A lack of AVF maturation means a higher rate of CVC dependence, Allon reported. Previous reports that provided research for the original KDOQI guidelines observed AVF nonmaturation in only 10% of patients.

“More recent publications, reflecting widespread AVF creation in the great majority of patients on dialysis, have reported substantially higher (30%–60%) AVF nonmaturation rates,” Allon wrote.

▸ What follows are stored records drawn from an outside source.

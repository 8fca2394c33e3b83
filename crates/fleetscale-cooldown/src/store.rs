//! `CooldownStore` — the durable, per-app last-scale-up/down clock.
//!
//! Two implementations: [`InMemoryCooldownStore`] for tests and
//! [`RedbCooldownStore`] for production, both behind the same trait so
//! the decision engine is indifferent to which one backs it.

use std::collections::HashMap;
use std::path::Path;
use std::sync::{Arc, Mutex};

use redb::{Database, ReadableDatabase, ReadableTable};
use tracing::debug;

use fleetscale_core::{CooldownKind, CooldownRecord};

use crate::error::{CooldownError, CooldownResult};
use crate::tables::{LAST_SCALE_DOWN, LAST_SCALE_UP};

/// Durable per-app last-scale-up/down timestamps.
///
/// A missing record for `(app_name, kind)` means "no prior event". Reads
/// and writes are idempotent and last-writer-wins; the control loop is
/// single-threaded so concurrent writers are not expected.
pub trait CooldownStore: Send + Sync {
    /// Fetch the most recent record for `(app_name, kind)`, if any.
    fn get(&self, app_name: &str, kind: CooldownKind) -> CooldownResult<Option<CooldownRecord>>;

    /// Record a scale event of `kind` for `app_name` at `timestamp`.
    fn set(&self, app_name: &str, kind: CooldownKind, timestamp: u64) -> CooldownResult<()>;
}

/// In-memory cooldown store, for tests and for best-effort fallback
/// when a durable write fails.
#[derive(Debug, Default, Clone)]
pub struct InMemoryCooldownStore {
    records: Arc<Mutex<HashMap<(String, CooldownKind), CooldownRecord>>>,
}

impl InMemoryCooldownStore {
    pub fn new() -> Self {
        Self::default()
    }
}

impl CooldownStore for InMemoryCooldownStore {
    fn get(&self, app_name: &str, kind: CooldownKind) -> CooldownResult<Option<CooldownRecord>> {
        let records = self.records.lock().unwrap_or_else(|e| e.into_inner());
        Ok(records.get(&(app_name.to_string(), kind)).copied())
    }

    fn set(&self, app_name: &str, kind: CooldownKind, timestamp: u64) -> CooldownResult<()> {
        let mut records = self.records.lock().unwrap_or_else(|e| e.into_inner());
        records.insert((app_name.to_string(), kind), CooldownRecord { timestamp });
        Ok(())
    }
}

/// Convert any `Display` error into a `CooldownError` variant via a closure factory.
macro_rules! map_err {
    ($variant:ident) => {
        |e| CooldownError::$variant(e.to_string())
    };
}

/// redb-backed cooldown store. Survives process restarts.
#[derive(Clone)]
pub struct RedbCooldownStore {
    db: Arc<Database>,
}

impl RedbCooldownStore {
    /// Open (or create) a persistent cooldown store at the given path.
    pub fn open(path: &Path) -> CooldownResult<Self> {
        let db = Database::create(path).map_err(map_err!(Open))?;
        let store = Self { db: Arc::new(db) };
        store.ensure_tables()?;
        debug!(?path, "cooldown store opened");
        Ok(store)
    }

    /// Create an ephemeral in-memory redb-backed store (for testing the
    /// redb code path without touching disk).
    pub fn open_in_memory() -> CooldownResult<Self> {
        let backend = redb::backends::InMemoryBackend::new();
        let db = Database::builder()
            .create_with_backend(backend)
            .map_err(map_err!(Open))?;
        let store = Self { db: Arc::new(db) };
        store.ensure_tables()?;
        Ok(store)
    }

    fn ensure_tables(&self) -> CooldownResult<()> {
        let txn = self.db.begin_write().map_err(map_err!(Transaction))?;
        txn.open_table(LAST_SCALE_UP).map_err(map_err!(Table))?;
        txn.open_table(LAST_SCALE_DOWN).map_err(map_err!(Table))?;
        txn.commit().map_err(map_err!(Transaction))?;
        Ok(())
    }

    fn table_for(kind: CooldownKind) -> redb::TableDefinition<'static, &'static str, &'static [u8]> {
        match kind {
            CooldownKind::Up => LAST_SCALE_UP,
            CooldownKind::Down => LAST_SCALE_DOWN,
        }
    }
}

impl CooldownStore for RedbCooldownStore {
    fn get(&self, app_name: &str, kind: CooldownKind) -> CooldownResult<Option<CooldownRecord>> {
        let txn = self.db.begin_read().map_err(map_err!(Transaction))?;
        let table = txn.open_table(Self::table_for(kind)).map_err(map_err!(Table))?;
        match table.get(app_name).map_err(map_err!(Read))? {
            Some(guard) => {
                let record: CooldownRecord =
                    serde_json::from_slice(guard.value()).map_err(map_err!(Deserialize))?;
                Ok(Some(record))
            }
            None => Ok(None),
        }
    }

    fn set(&self, app_name: &str, kind: CooldownKind, timestamp: u64) -> CooldownResult<()> {
        let record = CooldownRecord { timestamp };
        let value = serde_json::to_vec(&record).map_err(map_err!(Serialize))?;
        let txn = self.db.begin_write().map_err(map_err!(Transaction))?;
        {
            let mut table = txn.open_table(Self::table_for(kind)).map_err(map_err!(Table))?;
            table
                .insert(app_name, value.as_slice())
                .map_err(map_err!(Write))?;
        }
        txn.commit().map_err(map_err!(Transaction))?;
        debug!(%app_name, ?kind, timestamp, "cooldown recorded");
        Ok(())
    }
}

CVC use is believed to result in excess mortality in patients on hemodialysis, “however, recent data suggest that CVC use is simply a surrogate marker of sicker patients who are more likely to die, rather than being a mediator of mortality,” Allon wrote. “The challenge in comparing patient survival between patients who do or do not undergo AVF creation, is that there are important differences not easily captured in administrative databases. If a patient with advanced CKD is perceived by the nephrologist or surgeon to have a reasonable life span, it is likely that an AVF will be placed promptly.

“In contrast,” Allon said, “if the patient has a poor functional status or limited life expectancy, the physician is more likely to postpone AVF creation until after the patient starts hemodialysis ... (T)he association between starting hemodialysis with a CVC and dying is confounded by their age. Similarly, a high comorbidity or poor functional status confound the association between CVC use and patient mortality.”

Ultimately, Allon said, data released since the 2006 KDOQI vascular access guidelines were released “should be incorporated to re-inform current decision making about vascular access.”

Disclosure: Allon is supported by grant 1R21DK104248-01A1 from the National Institute of Diabetes, Digestive and Kidney Diseases, and reports personal fees from CorMedix.